--- Material provided ---

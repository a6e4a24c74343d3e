use axum::Extension;
use serde_json::{json, Value};

use crate::error::ApiError;
use crate::middleware::{policy, ApiResponse, ApiResult, AuthUser};
use crate::models::User;
use crate::store::{names, Store};

/// GET /api/admin/auth
///
/// Reports whether the calling user has admin access, without gating: the
/// frontend uses this to decide which console views to render.
pub async fn check(Extension(auth): Extension<AuthUser>) -> ApiResult<Value> {
    let store = Store::shared().await?;
    let user = store
        .collection(names::USERS)
        .get(&auth.user_id)
        .await?
        .ok_or_else(|| ApiError::not_found("User not found"))?;

    let user: User = user.to()?;

    Ok(ApiResponse::success(json!({
        "is_admin": policy::is_elevated(&user.role, user.is_admin),
        "role": user.role,
        "email": user.email,
        "username": user.username,
    })))
}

---

**What is needed**
Exactly what appears above must be set down again in full.

**Task solution**
repository a6e4a24c74343d3e
use axum::Extension;
use serde_json::{json, Value};

use crate::error::ApiError;
use crate::middleware::{policy, ApiResponse, ApiResult, AuthUser};
use crate::models::User;
use crate::store::{names, Store};

/// GET /api/admin/auth
///
/// Reports whether the calling user has admin access, without gating: the
/// frontend uses this to decide which console views to render.
pub async fn check(Extension(auth): Extension<AuthUser>) -> ApiResult<Value> {
    let store = Store::shared().await?;
    let user = store
        .collection(names::USERS)
        .get(&auth.user_id)
        .await?
        .ok_or_else(|| ApiError::not_found("User not found"))?;

    let user: User = user.to()?;

    Ok(ApiResponse::success(json!({
        "is_admin": policy::is_elevated(&user.role, user.is_admin),
        "role": user.role,
        "email": user.email,
        "username": user.username,
    })))
}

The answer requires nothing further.